Pour ces officiers, « le fait qu’un détenu soit en possession d’un portable alors qu’il se trouve derrière les barreaux constitue déjà un délit ! Maintenant, quand ils s’affichent sur le réseau social Facebook et qu’ils communiquent avec l’extérieur, cela devient encore plus grave ! » Il y va de la sécurité et cette situation engendre ainsi une « breach of confidentiality », soutiennent-ils. « Ils communiquent des informations qui ne doivent pas être connues et qui mettent en péril notre condition », rappellent-ils.
Qui plus est, soulignent nos interlocuteurs, « tous les détenus, qui sont actifs sur Facebook, ne sont pas des drug related offenders ; certains ont opté pour ce moyen afin de communiquer avec leurs familles, parents, amis, entre autres. Mais en ce qu’il s’agit de ceux qui purgent une peine pour des délits liés à la drogue, nous avons eu des informations selon lesquelles ils se servent de cette plateforme pour garder contact avec leurs complices et entretenir leurs réseaux. »
Les services de renseignements internes de la prison ont, effectivement, révélé que « certains des détenus utilisent l’interface Facebook pour communiquer avec leurs complices, leur donner des instructions, et ainsi faire marcher leurs trafics ». Dans le sillage de cette affaire, l’administration des institutions pénitentiaires a réagi, il y a ne quinzaine de jours.

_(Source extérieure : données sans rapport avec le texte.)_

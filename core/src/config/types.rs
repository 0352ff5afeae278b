use serde::{Deserialize, Serialize};

#[derive(Debug, Clone, Default, Serialize, Deserialize)]
pub struct AppConfig {
    #[serde(default)]
    pub logging: LoggingConfig,

    #[serde(default)]
    pub sink: SinkConfig,

    #[serde(default)]
    pub runner: RunnerConfig,
}

#[derive(Debug, Clone, Serialize, Deserialize)]
pub struct LoggingConfig {
    #[serde(default = "default_logging_enabled")]
    pub enabled: bool,

    /// If true, log to stderr.
    #[serde(default = "default_logging_console")]
    pub console: bool,

    /// If true, log to a file under `directory` (or OS temp dir if unset).
    #[serde(default)]
    pub file: bool,

    /// EnvFilter string, e.g. "warn" or "gelf_tee_core=debug".
    #[serde(default = "default_logging_level")]
    pub level: String,

    /// Optional directory for log files. If empty or unset, uses OS temp dir.
    #[serde(default)]
    pub directory: Option<String>,
}

fn default_logging_enabled() -> bool {
    true
}

fn default_logging_console() -> bool {
    true
}

// The child's stderr is echoed on our stderr, keep diagnostics quiet unless asked.
fn default_logging_level() -> String {
    "warn".to_string()
}

impl Default for LoggingConfig {
    fn default() -> Self {
        Self {
            enabled: default_logging_enabled(),
            console: default_logging_console(),
            file: false,
            level: default_logging_level(),
            directory: None,
        }
    }
}

/// Where and how GELF records are shipped.
#[derive(Debug, Clone, Serialize, Deserialize)]
pub struct SinkConfig {
    #[serde(default = "default_sink_host")]
    pub host: String,

    #[serde(default = "default_sink_port")]
    pub port: u16,

    /// Datagrams above this size are split into GELF chunks.
    #[serde(default = "default_max_chunk_size")]
    pub max_chunk_size: usize,

    /// zlib-compress payloads before sending.
    #[serde(default = "default_compress")]
    pub compress: bool,

    /// Value for the GELF `host` field. Defaults to the local hostname.
    #[serde(default)]
    pub source_host: Option<String>,
}

fn default_sink_host() -> String {
    "localhost".to_string()
}

fn default_sink_port() -> u16 {
    12201
}

fn default_max_chunk_size() -> usize {
    1420
}

fn default_compress() -> bool {
    true
}

impl Default for SinkConfig {
    fn default() -> Self {
        Self {
            host: default_sink_host(),
            port: default_sink_port(),
            max_chunk_size: default_max_chunk_size(),
            compress: default_compress(),
            source_host: None,
        }
    }
}

impl SinkConfig {
    pub fn address(&self) -> String {
        format!("{}:{}", self.host, self.port)
    }
}

#[derive(Debug, Clone, Serialize, Deserialize)]
pub struct RunnerConfig {
    /// Send one record per output line instead of one record per stream.
    #[serde(default)]
    pub split: bool,

    #[serde(default = "default_line_channel_capacity")]
    pub line_channel_capacity: usize,
}

fn default_line_channel_capacity() -> usize {
    64
}

impl Default for RunnerConfig {
    fn default() -> Self {
        Self {
            split: false,
            line_channel_capacity: default_line_channel_capacity(),
        }
    }
}
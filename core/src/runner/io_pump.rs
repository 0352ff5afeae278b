//! Stream readers: split one child stream into lines, echo them locally and
//! hand each line to the multiplexer over the stream's own channel.
use tokio::io::{AsyncRead, AsyncReadExt, AsyncWrite, AsyncWriteExt};
use tokio::sync::mpsc;
use tokio::task::JoinHandle;

use crate::error::RunnerError;

#[derive(Debug, Clone, Copy, PartialEq, Eq)]
pub enum LineStream {
    Stdout,
    Stderr,
}

impl LineStream {
    pub fn label(self) -> &'static str {
        match self {
            LineStream::Stdout => "stdout",
            LineStream::Stderr => "stderr",
        }
    }
}

pub fn pump_stdout<R>(rd: R, line_tx: mpsc::Sender<String>, silent: bool) -> JoinHandle<u64>
where
    R: AsyncRead + Unpin + Send + 'static,
{
    let echo = (!silent).then(tokio::io::stdout);
    tokio::spawn(pump(rd, echo, LineStream::Stdout, line_tx))
}

pub fn pump_stderr<R>(rd: R, line_tx: mpsc::Sender<String>, silent: bool) -> JoinHandle<u64>
where
    R: AsyncRead + Unpin + Send + 'static,
{
    let echo = (!silent).then(tokio::io::stderr);
    tokio::spawn(pump(rd, echo, LineStream::Stderr, line_tx))
}

/// Runs until `rd` is exhausted or the receiver goes away. Dropping `line_tx`
/// on return is what tells the multiplexer the stream is closed.
///
/// Returns the number of lines published.
pub(crate) async fn pump<R, W>(
    mut rd: R,
    mut echo: Option<W>,
    stream: LineStream,
    line_tx: mpsc::Sender<String>,
) -> u64
where
    R: AsyncRead + Unpin,
    W: AsyncWrite + Unpin,
{
    let mut buf = vec![0u8; 16 * 1024];
    let mut line_buf: Vec<u8> = Vec::with_capacity(8 * 1024);
    let mut published = 0u64;

    loop {
        let n = match rd.read(&mut buf).await {
            Ok(0) => break,
            Ok(n) => n,
            Err(e) => {
                let err = RunnerError::StreamIo {
                    stream: stream.label(),
                    source: e,
                };
                tracing::warn!(error = %err, "read failed, treating as end of stream");
                break;
            }
        };

        line_buf.extend_from_slice(&buf[..n]);
        while let Some(pos) = line_buf.iter().position(|&b| b == b'\n') {
            let mut one = line_buf.drain(..=pos).collect::<Vec<u8>>();
            trim_newline(&mut one);
            let line = String::from_utf8_lossy(&one).into_owned();
            if !publish(&mut echo, stream, &line_tx, line).await {
                return published;
            }
            published += 1;
        }
    }

    // EOF flush: deliver the last partial line if it doesn't end with '\n'.
    trim_newline(&mut line_buf);
    if !line_buf.is_empty() {
        let line = String::from_utf8_lossy(&line_buf).into_owned();
        if publish(&mut echo, stream, &line_tx, line).await {
            published += 1;
        }
    }

    tracing::debug!(stream = stream.label(), lines = published, "stream exhausted");
    published
}

async fn publish<W>(
    echo: &mut Option<W>,
    stream: LineStream,
    line_tx: &mpsc::Sender<String>,
    line: String,
) -> bool
where
    W: AsyncWrite + Unpin,
{
    if let Some(wr) = echo.as_mut() {
        if let Err(e) = write_line(wr, &line).await {
            // Keep forwarding to the collector even if the local terminal is gone.
            tracing::warn!(stream = stream.label(), error = %e, "local echo failed, disabling");
            *echo = None;
        }
    }

    if line_tx.send(line).await.is_err() {
        tracing::debug!(stream = stream.label(), "line receiver dropped");
        return false;
    }
    true
}

async fn write_line<W>(wr: &mut W, line: &str) -> std::io::Result<()>
where
    W: AsyncWrite + Unpin,
{
    wr.write_all(line.as_bytes()).await?;
    wr.write_all(b"\n").await?;
    wr.flush().await
}

fn trim_newline(buf: &mut Vec<u8>) {
    if buf.last() == Some(&b'\n') {
        buf.pop();
    }
    if buf.last() == Some(&b'\r') {
        buf.pop();
    }
}
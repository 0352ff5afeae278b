/// What to launch. The command line reported in records is `cmd` and `args` joined by spaces.
#[derive(Debug, Clone)]
pub struct RunnerStartArgs {
    pub cmd: String,
    pub args: Vec<String>,
}

impl RunnerStartArgs {
    pub fn new(cmd: impl Into<String>, args: Vec<String>) -> Self {
        Self {
            cmd: cmd.into(),
            args,
        }
    }

    pub fn command_line(&self) -> String {
        std::iter::once(self.cmd.as_str())
            .chain(self.args.iter().map(String::as_str))
            .collect::<Vec<_>>()
            .join(" ")
    }
}

/// How a session ended, as reported by its runner.
#[derive(Debug, Clone, Copy, PartialEq, Eq)]
pub struct ChildExit {
    pub success: bool,
    /// Raw exit code when the platform reports one. Diagnostics only.
    pub code: Option<i32>,
}

/// Outcome of a wrapped run.
#[derive(Debug, Clone, Copy, PartialEq, Eq)]
pub struct RunOutcome {
    pub success: bool,
    pub exit_code: i32,
}

impl RunOutcome {
    pub fn from_success(success: bool) -> Self {
        Self {
            success,
            exit_code: if success { 0 } else { 1 },
        }
    }
}

#[derive(Debug, Clone, Copy, PartialEq, Eq, Default)]
pub enum OutputMode {
    /// One record per stream, sent after the child exits.
    #[default]
    Batch,
    /// One record per line, sent as lines arrive.
    Split,
}

impl OutputMode {
    pub fn from_split_flag(split: bool) -> Self {
        if split {
            OutputMode::Split
        } else {
            OutputMode::Batch
        }
    }

    pub fn is_split(self) -> bool {
        matches!(self, OutputMode::Split)
    }
}
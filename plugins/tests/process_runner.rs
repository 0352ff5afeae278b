#![cfg(unix)]

use gelf_tee_core::api::{
    run_tee, LogRecord, MemorySink, OutputMode, RunOutcome, RunTeeArgs, RunnerError,
    RunnerPlugin, RunnerSession, RunnerStartArgs,
};
use gelf_tee_plugins::runner::ProcessRunnerPlugin;
use pretty_assertions::assert_eq;

async fn tee(
    cmd: &str,
    args: &[&str],
    mode: OutputMode,
) -> (Result<RunOutcome, RunnerError>, Vec<LogRecord>) {
    let plugin = ProcessRunnerPlugin::new();
    let sink = MemorySink::new();
    let start = RunnerStartArgs::new(cmd, args.iter().map(|s| s.to_string()).collect());
    let result = run_tee(RunTeeArgs {
        plugin: &plugin,
        start: &start,
        sink: &sink,
        host: "test-host",
        mode,
        line_channel_capacity: 8,
        silent: true,
    })
    .await;
    (result, sink.records())
}

#[tokio::test]
async fn batch_mode_joins_stdout_lines() {
    let (result, records) = tee("sh", &["-c", "echo a; echo b"], OutputMode::Batch).await;
    assert_eq!(result.unwrap(), RunOutcome::from_success(true));

    let content: Vec<_> = records.iter().filter(|r| r.failed.is_none()).collect();
    assert_eq!(content.len(), 1);
    assert_eq!(content[0].full_message.as_deref(), Some("a\nb"));
    assert_eq!(records[0].short_message, "Started command: sh -c echo a; echo b");
}

#[tokio::test]
async fn nonzero_exit_collapses_to_one() {
    let (result, records) = tee("sh", &["-c", "echo x >&2; exit 3"], OutputMode::Split).await;
    let outcome = result.unwrap();
    assert!(!outcome.success);
    assert_eq!(outcome.exit_code, 1);

    let messages: Vec<_> = records.iter().map(|r| r.short_message.as_str()).collect();
    assert_eq!(
        messages,
        vec!["Started command: sh -c echo x >&2; exit 3", "x", "Command failed"]
    );
    assert_eq!(records[2].failed, Some(1));
}

#[tokio::test]
async fn missing_binary_fails_to_start() {
    let (result, records) = tee("/nonexistent/gelf-tee-test-binary", &[], OutputMode::Batch).await;
    assert!(matches!(result, Err(RunnerError::Spawn(_))));
    assert_eq!(records.len(), 1);
    assert!(records[0].short_message.starts_with("Failed to start command:"));
    assert_eq!(records[0].failed, Some(1));
}

#[tokio::test]
async fn large_output_on_both_streams_completes() {
    let script = "i=0; while [ $i -lt 2000 ]; do echo out$i; echo err$i >&2; i=$((i+1)); done";
    let (result, records) = tee("sh", &["-c", script], OutputMode::Batch).await;
    result.unwrap();

    let stdout = records
        .iter()
        .find(|r| r.short_message == "Standard Output")
        .and_then(|r| r.full_message.clone())
        .unwrap();
    let stderr = records
        .iter()
        .find(|r| r.short_message == "Standard Error Output")
        .and_then(|r| r.full_message.clone())
        .unwrap();
    let expected_out: Vec<String> = (0..2000).map(|i| format!("out{i}")).collect();
    let expected_err: Vec<String> = (0..2000).map(|i| format!("err{i}")).collect();
    assert_eq!(stdout.lines().collect::<Vec<_>>(), expected_out);
    assert_eq!(stderr.lines().collect::<Vec<_>>(), expected_err);
}

#[tokio::test]
async fn kill_terminates_a_running_child() {
    let plugin = ProcessRunnerPlugin::new();
    let start = RunnerStartArgs::new("sleep", vec!["30".into()]);
    let mut session = plugin.start_session(&start).await.unwrap();

    tokio::time::timeout(std::time::Duration::from_secs(5), session.kill())
        .await
        .expect("kill should not hang")
        .unwrap();
    let exit = session.wait().await.unwrap();
    assert!(!exit.success);
}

Deux orders ont été émis. L’un était destiné aux officiers et l’autre, aux détenus. « Plusieurs détenus qui ont été interrogés sur cette affaire ont laissé entendre qu’il y avait connivence entre certains détenus et des officiers, qui leur avait facilité la tâche. De ce fait, la direction des prisons a tenu à rappeler à chacun leurs responsabilités et ce qu’ils encourent s’ils étaient trouvés coupables de ces délits ! »
L’instruction parvenue aux officiers leur rappelle leur devoir et leurs limites, précisant que s’ils étaient trouvés complices dans cette affaire, ils seraient passible d’une peine, ayant prêté concours dans un criminal offence. S’agissant des détenus, l’instruction qui leur a été envoyée leur rappelle qu’en tant que détenu, ils n’ont pas le droit d’avoir en leur possession un téléphone portable et qu’être présent sur un réseau social où ils partagent des informations comme détenus relève d’un criminal offence.
« Dès que l’on parvient à établir l’identité des détenus qui sont impliqués dans cette affaire, poursuivent nos interlocuteurs, des sanctions seront prises. » Par ailleurs, il nous revient que « certains détenus n’ont pas pris de précautions et ont affiché leur vraie identité sur leur page… »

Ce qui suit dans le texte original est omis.